◆ **What is needed**
Return the data below in full, exactly as it stands.
====== Records for processing
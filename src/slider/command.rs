use super::{LedState, FORMAT};
use crate::PayloadTooLarge;

/// Command IDs of the slider protocol.
#[rustfmt::skip]
#[allow(missing_docs)]
pub mod command_id {
	pub const SINGLE_REPORT  : u8 = 0x01;
	pub const LED            : u8 = 0x02;
	pub const ENABLE_REPORT  : u8 = 0x03;
	pub const DISABLE_REPORT : u8 = 0x04;
	pub const PING_PONG      : u8 = 0x05;
	pub const RESET          : u8 = 0x10;
	pub const EXCEPTION      : u8 = 0xEE;
	pub const GET_INFO       : u8 = 0xF0;
}

/// A request sent to the slider.
#[derive(Debug, Clone, Eq, PartialEq)]
pub enum Command {
	/// Request a single touch report.
	SingleReport,

	/// Set the LEDs without requesting a report.
	Led(LedState),

	/// Start sending touch reports continuously.
	EnableReport,

	/// Stop sending touch reports.
	DisableReport,

	/// Set the LEDs and request a single touch report in one exchange.
	PingPong(LedState),

	/// Reset the slider. The slider answers with a ready response.
	Reset,

	/// Request the device information.
	GetInfo,
}

impl Command {
	/// The command ID byte of the request.
	pub fn command_id(&self) -> u8 {
		match self {
			Self::SingleReport => command_id::SINGLE_REPORT,
			Self::Led(_) => command_id::LED,
			Self::EnableReport => command_id::ENABLE_REPORT,
			Self::DisableReport => command_id::DISABLE_REPORT,
			Self::PingPong(_) => command_id::PING_PONG,
			Self::Reset => command_id::RESET,
			Self::GetInfo => command_id::GET_INFO,
		}
	}

	/// Append the argument bytes of the request to a buffer.
	///
	/// LED colors are sent as `[brightness]` followed by `[b, r, g]` for each LED.
	pub fn encode_arguments(&self, buffer: &mut Vec<u8>) {
		match self {
			Self::Led(leds) | Self::PingPong(leds) => {
				buffer.push(leds.brightness);
				for color in &leds.colors {
					buffer.extend_from_slice(&[color.b, color.r, color.g]);
				}
			},
			Self::SingleReport | Self::EnableReport | Self::DisableReport | Self::Reset | Self::GetInfo => (),
		}
	}

	/// Encode the frame body of the request into a buffer: `[command, argc, arguments...]`.
	///
	/// The buffer is cleared first.
	pub fn encode_body(&self, buffer: &mut Vec<u8>) -> Result<(), PayloadTooLarge> {
		buffer.clear();
		buffer.push(self.command_id());
		buffer.push(0);
		self.encode_arguments(buffer);
		buffer[1] = FORMAT.check_length_field(buffer.len() - 2)?;
		Ok(())
	}
}

#[cfg(test)]
mod test {
	use super::*;
	use crate::PixelColor;
	use assert2::assert;

	#[test]
	fn test_encode_reset() {
		let mut body = Vec::new();
		assert!(let Ok(()) = Command::Reset.encode_body(&mut body));
		assert!(body == [0x10, 0x00]);
	}

	#[test]
	fn test_encode_ping_pong() {
		let mut leds = LedState::new(0xFE);
		leds.colors[0] = PixelColor::new(0x11, 0x22, 0x33);
		leds.colors[30] = PixelColor::new(0x44, 0x55, 0x66);

		let mut body = Vec::new();
		assert!(let Ok(()) = Command::PingPong(leds).encode_body(&mut body));
		assert!(body.len() == 2 + 1 + 31 * 3);
		assert!(body[0..6] == [0x05, 94, 0xFE, 0x33, 0x11, 0x22]);
		assert!(body[93..] == [0x66, 0x44, 0x55]);
	}
}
============
◆ **Task response**
filename src/slider/command.rs
use super::{LedState, FORMAT};
use crate::PayloadTooLarge;

/// Command IDs of the slider protocol.
#[rustfmt::skip]
#[allow(missing_docs)]
pub mod command_id {
	pub const SINGLE_REPORT  : u8 = 0x01;
	pub const LED            : u8 = 0x02;
	pub const ENABLE_REPORT  : u8 = 0x03;
	pub const DISABLE_REPORT : u8 = 0x04;
	pub const PING_PONG      : u8 = 0x05;
	pub const RESET          : u8 = 0x10;
	pub const EXCEPTION      : u8 = 0xEE;
	pub const GET_INFO       : u8 = 0xF0;
}

/// A request sent to the slider.
#[derive(Debug, Clone, Eq, PartialEq)]
pub enum Command {
	/// Request a single touch report.
	SingleReport,

	/// Set the LEDs without requesting a report.
	Led(LedState),

	/// Start sending touch reports continuously.
	EnableReport,

	/// Stop sending touch reports.
	DisableReport,

	/// Set the LEDs and request a single touch report in one exchange.
	PingPong(LedState),

	/// Reset the slider. The slider answers with a ready response.
	Reset,

	/// Request the device information.
	GetInfo,
}

impl Command {
	/// The command ID byte of the request.
	pub fn command_id(&self) -> u8 {
		match self {
			Self::SingleReport => command_id::SINGLE_REPORT,
			Self::Led(_) => command_id::LED,
			Self::EnableReport => command_id::ENABLE_REPORT,
			Self::DisableReport => command_id::DISABLE_REPORT,
			Self::PingPong(_) => command_id::PING_PONG,
			Self::Reset => command_id::RESET,
			Self::GetInfo => command_id::GET_INFO,
		}
	}

	/// Append the argument bytes of the request to a buffer.
	///
	/// LED colors are sent as `[brightness]` followed by `[b, r, g]` for each LED.
	pub fn encode_arguments(&self, buffer: &mut Vec<u8>) {
		match self {
			Self::Led(leds) | Self::PingPong(leds) => {
				buffer.push(leds.brightness);
				for color in &leds.colors {
					buffer.extend_from_slice(&[color.b, color.r, color.g]);
				}
			},
			Self::SingleReport | Self::EnableReport | Self::DisableReport | Self::Reset | Self::GetInfo => (),
		}
	}

	/// Encode the frame body of the request into a buffer: `[command, argc, arguments...]`.
	///
	/// The buffer is cleared first.
	pub fn encode_body(&self, buffer: &mut Vec<u8>) -> Result<(), PayloadTooLarge> {
		buffer.clear();
		buffer.push(self.command_id());
		buffer.push(0);
		self.encode_arguments(buffer);
		buffer[1] = FORMAT.check_length_field(buffer.len() - 2)?;
		Ok(())
	}
}

#[cfg(test)]
mod test {
	use super::*;
	use crate::PixelColor;
	use assert2::assert;

	#[test]
	fn test_encode_reset() {
		let mut body = Vec::new();
		assert!(let Ok(()) = Command::Reset.encode_body(&mut body));
		assert!(body == [0x10, 0x00]);
	}

	#[test]
	fn test_encode_ping_pong() {
		let mut leds = LedState::new(0xFE);
		leds.colors[0] = PixelColor::new(0x11, 0x22, 0x33);
		leds.colors[30] = PixelColor::new(0x44, 0x55, 0x66);

		let mut body = Vec::new();
		assert!(let Ok(()) = Command::PingPong(leds).encode_body(&mut body));
		assert!(body.len() == 2 + 1 + 31 * 3);
		assert!(body[0..6] == [0x05, 94, 0xFE, 0x33, 0x11, 0x22]);
		assert!(body[93..] == [0x66, 0x44, 0x55]);
	}
}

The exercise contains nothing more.